By Clint Calhoun

The more I explore around Hickory Nut Gorge, the more intrigued I become with the things that I run across. From roundleaf sundews (an insectivorous plant) to Catawba rhododendron at the highest elevations of the Gorge, I am always running across something intriguing that sometimes may not be previously known to occur. The old cliché is certainly true here in that “you never know what you’ll find.”27_Cleistesiopsis bifaria

Recently, I was doing some mapping work on the Dittmer-Watts Nature Trails (formerly Donald Ross Nature Trails) where a new trail was recently completed and others had been re-routed so that our wonderful Lake Lure Classical Academy could be constructed. I needed to get those new pathways into our mapping database so that we can redo the trail maps. While I was out there, I ran across something I had never seen before. I immediately knew that it was an orchid, but which one I wasn’t quite sure.

The Dittmer-Watts Nature Trail Park is a great place to find some acid-loving orchids. In mid-spring there are a couple of places where you can find pink lady’s slippers (Cypripedium acaule) if you know where to look. Later on in mid-summer I have seen inconspicuous cranefly orchids (Tipularia discolor) and downy rattlesnake plantain (Goodyera pubescens), an orchid whose leaves supposedly resemble the scales of a rattlesnake and were at one time thought to be a cure for snakebite. You never know what you’ll find when you hang around a place long enough.

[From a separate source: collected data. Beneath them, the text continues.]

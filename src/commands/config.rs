// Copyright (c) 2025 Soumyadip Sarkar.
// All rights reserved.
//
// This source code is licensed under the license found in the
// LICENSE file in the root directory of this source tree.

use anyhow::Result;
use rusqlite::Connection;

use super::arg;
use crate::store;

pub fn handle(conn: &Connection, m: &clap::ArgMatches) -> Result<()> {
    match m.subcommand() {
        Some(("get", sub)) => {
            let key = arg(sub, "key")?;
            match store::get_setting(conn, key)? {
                Some(v) => println!("{} = {}", key, v),
                None => println!("{} is not set", key),
            }
        }
        Some(("set", sub)) => {
            let key = arg(sub, "key")?;
            let value = arg(sub, "value")?;
            store::set_setting(conn, key, value)?;
            println!("{} = {}", key, value);
        }
        _ => {}
    }
    Ok(())
}
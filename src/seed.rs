// Copyright (c) 2025 Soumyadip Sarkar.
// All rights reserved.
//
// This source code is licensed under the license found in the
// LICENSE file in the root directory of this source tree.

use rusqlite::Connection;
use rust_decimal::Decimal;

use crate::credentials::hash_password;
use crate::db::write_tx;
use crate::engine::{DEFAULT_TRANSFER_IN, DEFAULT_TRANSFER_OUT, TRANSFER_IN_KEY, TRANSFER_OUT_KEY};
use crate::error::LedgerResult;
use crate::models::CategoryKind;
use crate::store;
use crate::utils::parse_date;

const DEFAULT_CATEGORIES: &[(&str, CategoryKind)] = &[
    ("Food", CategoryKind::Expense),
    ("Transport", CategoryKind::Expense),
    ("Housing", CategoryKind::Expense),
    ("Leisure", CategoryKind::Expense),
    ("Health", CategoryKind::Expense),
    (DEFAULT_TRANSFER_OUT, CategoryKind::Expense),
    ("Salary", CategoryKind::Income),
    ("Freelance", CategoryKind::Income),
    ("Investments", CategoryKind::Income),
    (DEFAULT_TRANSFER_IN, CategoryKind::Income),
];

const DEFAULT_INVESTMENT_KINDS: &[&str] = &["Stock", "REIT", "Bond", "Fund"];

pub const DEMO_EMAIL: &str = "demo@ledgerline.local";
pub const DEMO_PASSWORD: &str = "demo1234";

#[derive(Debug, Default, Clone, PartialEq, Eq)]
pub struct SeedReport {
    pub categories: usize,
    pub investment_kinds: usize,
    pub demo_user: Option<i64>,
}

/// Seeds default categories, investment kinds and transfer settings, each
/// only when its table is still empty. With `demo`, also creates a demo user
/// with one wallet account and one expense when there are no users yet.
pub fn seed(conn: &mut Connection, demo: bool) -> LedgerResult<SeedReport> {
    let demo_hash = if demo && store::count_users(conn)? == 0 {
        Some(hash_password(DEMO_PASSWORD)?)
    } else {
        None
    };

    write_tx(conn, |tx| {
        let mut report = SeedReport::default();

        if store::count_categories(tx)? == 0 {
            for (name, kind) in DEFAULT_CATEGORIES {
                store::insert_category_row(tx, name, *kind)?;
                report.categories += 1;
            }
        }

        if store::list_investment_kinds(tx)?.is_empty() {
            for name in DEFAULT_INVESTMENT_KINDS {
                store::insert_investment_kind_row(tx, name)?;
                report.investment_kinds += 1;
            }
        }

        for (key, value) in [
            (TRANSFER_OUT_KEY, DEFAULT_TRANSFER_OUT),
            (TRANSFER_IN_KEY, DEFAULT_TRANSFER_IN),
        ] {
            if store::get_setting(tx, key)?.is_none() {
                store::set_setting(tx, key, value)?;
            }
        }

        if let Some(hash) = &demo_hash {
            let user = store::insert_user_row(tx, "Demo User", DEMO_EMAIL, hash)?;
            let wallet =
                store::insert_account_row(tx, user.id, "Wallet", "checking", Decimal::new(50, 0))?;
            if let Some(food) = store::find_category_by_name(tx, "Food")? {
                let date = parse_date("2025-11-01")?;
                store::insert_transaction_row(
                    tx,
                    wallet.id,
                    food.id,
                    Decimal::new(-1550, 2),
                    "Snack",
                    date,
                )?;
            }
            report.demo_user = Some(user.id);
        }

        tracing::info!(?report, "seed complete");
        Ok(report)
    })
}
// Copyright (c) AlphaVelocity.
// All rights reserved.
//
// This source code is licensed under the license found in the
// LICENSE file in the root directory of this source tree.

use anyhow::{Context, Result};
use clap::ArgMatches;

pub mod accounts;
pub mod balance;
pub mod budgets;
pub mod categories;
pub mod config;
pub mod goals;
pub mod init;
pub mod investments;
pub mod transactions;
pub mod users;

pub(crate) fn arg<'a>(m: &'a ArgMatches, name: &str) -> Result<&'a str> {
    m.get_one::<String>(name)
        .map(|s| s.as_str())
        .with_context(|| format!("missing argument '{}'", name))
}

pub(crate) fn id(m: &ArgMatches, name: &str) -> Result<i64> {
    m.get_one::<i64>(name)
        .copied()
        .with_context(|| format!("missing argument '{}'", name))
}
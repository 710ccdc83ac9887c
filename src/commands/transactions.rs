// Copyright (c) 2025 Soumyadip Sarkar.
// All rights reserved.
//
// This source code is licensed under the license found in the
// LICENSE file in the root directory of this source tree.

use anyhow::{Context, Result};
use rusqlite::Connection;

use super::{arg, id};
use crate::utils::{fmt_money, maybe_print_json, parse_decimal, pretty_table};
use crate::{engine, store};

/// `addtransaction <account_id> <category_id> <amount> <description> [--date]`
pub fn add(conn: &mut Connection, m: &clap::ArgMatches) -> Result<()> {
    let account_id = id(m, "account_id")?;
    let category_id = id(m, "category_id")?;
    let amount = parse_decimal(arg(m, "amount")?)?;
    let description = arg(m, "description")?;
    let date = m.get_one::<String>("date").map(|s| s.as_str());

    let t = engine::add_transaction(conn, account_id, category_id, amount, description, date)
        .with_context(|| format!("Could not record transaction on account {}", account_id))?;
    println!(
        "Recorded {} on {} ('{}', id {})",
        fmt_money(&t.amount),
        t.date,
        t.description,
        t.id
    );
    Ok(())
}

pub fn handle(conn: &mut Connection, m: &clap::ArgMatches) -> Result<()> {
    match m.subcommand() {
        Some(("list", sub)) => list(conn, sub)?,
        Some(("transfer", sub)) => transfer(conn, sub)?,
        Some(("tag", sub)) => {
            let transaction_id = id(sub, "transaction_id")?;
            let tag = store::tag_transaction(conn, transaction_id, arg(sub, "tag")?)?;
            println!("Tagged transaction {} with '{}'", transaction_id, tag.name);
        }
        _ => {}
    }
    Ok(())
}

fn list(conn: &Connection, sub: &clap::ArgMatches) -> Result<()> {
    let lines = store::account_transactions(conn, id(sub, "account")?)?;
    if !maybe_print_json(sub.get_flag("json"), &lines)? {
        let mut data = Vec::with_capacity(lines.len());
        for l in lines {
            let tags = store::transaction_tags(conn, l.id)?
                .into_iter()
                .map(|t| t.name)
                .collect::<Vec<_>>()
                .join(", ");
            data.push(vec![
                l.id.to_string(),
                l.date.to_string(),
                l.description,
                fmt_money(&l.amount),
                l.category,
                tags,
            ]);
        }
        println!(
            "{}",
            pretty_table(
                &["Id", "Date", "Description", "Amount", "Category", "Tags"],
                data
            )
        );
    }
    Ok(())
}

fn transfer(conn: &mut Connection, sub: &clap::ArgMatches) -> Result<()> {
    let from = id(sub, "from")?;
    let to = id(sub, "to")?;
    let amount = parse_decimal(arg(sub, "amount")?)?;
    let description = arg(sub, "description")?;
    let date = sub.get_one::<String>("date").map(|s| s.as_str());
    let t = engine::transfer(conn, from, to, amount, description, date)?;
    println!(
        "Transferred {} from account {} to account {} on {}",
        fmt_money(&t.incoming.amount),
        from,
        to,
        t.incoming.date
    );
    Ok(())
}
// Copyright (c) 2025 Soumyadip Sarkar.
// All rights reserved.
//
// This source code is licensed under the license found in the
// LICENSE file in the root directory of this source tree.

use std::fmt;
use std::str::FromStr;

use chrono::NaiveDate;
use rust_decimal::Decimal;
use serde::{Deserialize, Serialize};

use crate::error::LedgerError;

#[derive(Debug, Clone, Copy, PartialEq, Eq, Serialize, Deserialize)]
#[serde(rename_all = "lowercase")]
pub enum CategoryKind {
    Income,
    Expense,
}

impl CategoryKind {
    pub fn as_str(self) -> &'static str {
        match self {
            CategoryKind::Income => "income",
            CategoryKind::Expense => "expense",
        }
    }

    /// Forces the sign of `amount` to agree with this kind: expenses are
    /// stored non-positive, income non-negative.
    pub fn normalize(self, amount: Decimal) -> Decimal {
        match self {
            CategoryKind::Expense if amount > Decimal::ZERO => -amount,
            CategoryKind::Income if amount < Decimal::ZERO => -amount,
            _ => amount,
        }
    }
}

impl fmt::Display for CategoryKind {
    fn fmt(&self, f: &mut fmt::Formatter<'_>) -> fmt::Result {
        f.write_str(self.as_str())
    }
}

impl FromStr for CategoryKind {
    type Err = LedgerError;

    fn from_str(s: &str) -> Result<Self, Self::Err> {
        match s.trim().to_ascii_lowercase().as_str() {
            "income" => Ok(CategoryKind::Income),
            "expense" => Ok(CategoryKind::Expense),
            _ => Err(LedgerError::InvalidKind(s.to_string())),
        }
    }
}

#[derive(Debug, Clone, Serialize, Deserialize)]
pub struct User {
    pub id: i64,
    pub name: String,
    pub email: String,
    #[serde(skip_serializing)]
    pub password_hash: String,
    pub created_at: String,
}

#[derive(Debug, Clone, Serialize, Deserialize)]
pub struct Account {
    pub id: i64,
    pub user_id: i64,
    pub name: String,
    pub kind: String,
    pub initial_balance: Decimal,
}

#[derive(Debug, Clone, Serialize, Deserialize)]
pub struct Category {
    pub id: i64,
    pub name: String,
    pub kind: CategoryKind,
}

#[derive(Debug, Clone, Serialize, Deserialize)]
pub struct Transaction {
    pub id: i64,
    pub account_id: i64,
    pub category_id: i64,
    pub amount: Decimal,
    pub description: String,
    pub date: NaiveDate,
}

#[derive(Debug, Clone, Serialize, Deserialize)]
pub struct Tag {
    pub id: i64,
    pub name: String,
}

#[derive(Debug, Clone, Serialize, Deserialize)]
pub struct Budget {
    pub id: i64,
    pub user_id: i64,
    pub category_id: i64,
    pub month: u32,
    pub year: i32,
    pub planned: Decimal,
}

#[derive(Debug, Clone, Serialize, Deserialize)]
pub struct Goal {
    pub id: i64,
    pub user_id: i64,
    pub name: String,
    pub target: Decimal,
    pub current: Decimal,
    pub deadline: Option<NaiveDate>,
}

#[derive(Debug, Clone, Serialize, Deserialize)]
pub struct InvestmentKind {
    pub id: i64,
    pub name: String,
}

#[derive(Debug, Clone, Serialize, Deserialize)]
pub struct Investment {
    pub id: i64,
    pub account_id: i64,
    pub kind_id: i64,
    pub ticker: String,
    pub quantity: Decimal,
    pub average_price: Decimal,
}

/// Snapshot of an account taken right before it is deleted.
#[derive(Debug, Clone, Serialize, Deserialize)]
pub struct ArchivedAccount {
    pub archive_id: i64,
    pub account_id: i64,
    pub user_id: i64,
    pub name: String,
    pub kind: String,
    pub initial_balance: Decimal,
    pub deleted_at: String,
}

#[derive(Debug, Clone, Serialize, Deserialize)]
pub struct EmailChange {
    pub id: i64,
    pub user_id: i64,
    pub old_email: String,
    pub new_email: String,
    pub changed_at: String,
}

/// A transaction row joined with its category name, as shown in statements.
#[derive(Debug, Clone, Serialize)]
pub struct StatementLine {
    pub id: i64,
    pub date: NaiveDate,
    pub description: String,
    pub amount: Decimal,
    pub category: String,
}

#[cfg(test)]
mod tests {
    use super::*;
    use rust_decimal_macros::dec;

    #[test]
    fn expense_amounts_become_non_positive() {
        assert_eq!(CategoryKind::Expense.normalize(dec!(15.50)), dec!(-15.50));
        assert_eq!(CategoryKind::Expense.normalize(dec!(-15.50)), dec!(-15.50));
        assert_eq!(CategoryKind::Expense.normalize(Decimal::ZERO), Decimal::ZERO);
    }

    #[test]
    fn income_amounts_become_non_negative() {
        assert_eq!(CategoryKind::Income.normalize(dec!(-3000)), dec!(3000));
        assert_eq!(CategoryKind::Income.normalize(dec!(3000)), dec!(3000));
    }

    #[test]
    fn kind_parsing_is_case_insensitive() {
        assert_eq!("Expense".parse::<CategoryKind>().unwrap(), CategoryKind::Expense);
        assert_eq!(" INCOME ".parse::<CategoryKind>().unwrap(), CategoryKind::Income);
        let err = "transfer".parse::<CategoryKind>().unwrap_err();
        assert!(matches!(err, LedgerError::InvalidKind(k) if k == "transfer"));
    }
}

This new orchid stood about knee level, with a showy pink flower, but otherwise nondescript. The flower was not large and in the wrong light I would have certainly missed it. I snapped off several pictures, contemplating what this new discovery might be. I quickly went back to the office and pulled out my plant books to try and solve the mystery.

My search led me to a plant commonly referred to as rosebud orchid (Cleistes divaricata). An orchid more commonly associated with the coastal plain than the piedmont, but also found on dry pine ridges in the mountains. I could find no historic records for this species for Rutherford County so I began to dig a little deeper. As it turns out, the name has been changed to Appalachian spreading pogonia (Cleistesiopsis bifaria). It has been split away from its previous genus due to some slight physiological differences, one being the lack of any apparent odor. The species also seem to be differentiated by their geographical locations, with Cleistesiopsis bifaria being limited to mountain counties. Therein, lies the uniqueness of the situation. The Dittmer-Watts Trails are located geographically in the piedmont. Most of Rutherford County lies in the piedmont. It’s not until you move up the slopes of Cane Creek Mountain and Rumbling Bald Mountain and the connecting mountains, from an elevation of 990 feet to an elevation of 2,000 feet that you are technically in the mountains or on the Blue Ridge Escarpment. This interesting little orchid lies just off the escarpment which is what makes its occurrence so interesting and representative of so many other plants in the Hickory Nut Gorge area. They occur in places where they belong ecologically, but not geographically and would otherwise be replaced by something else that would fill that particular ecological niche.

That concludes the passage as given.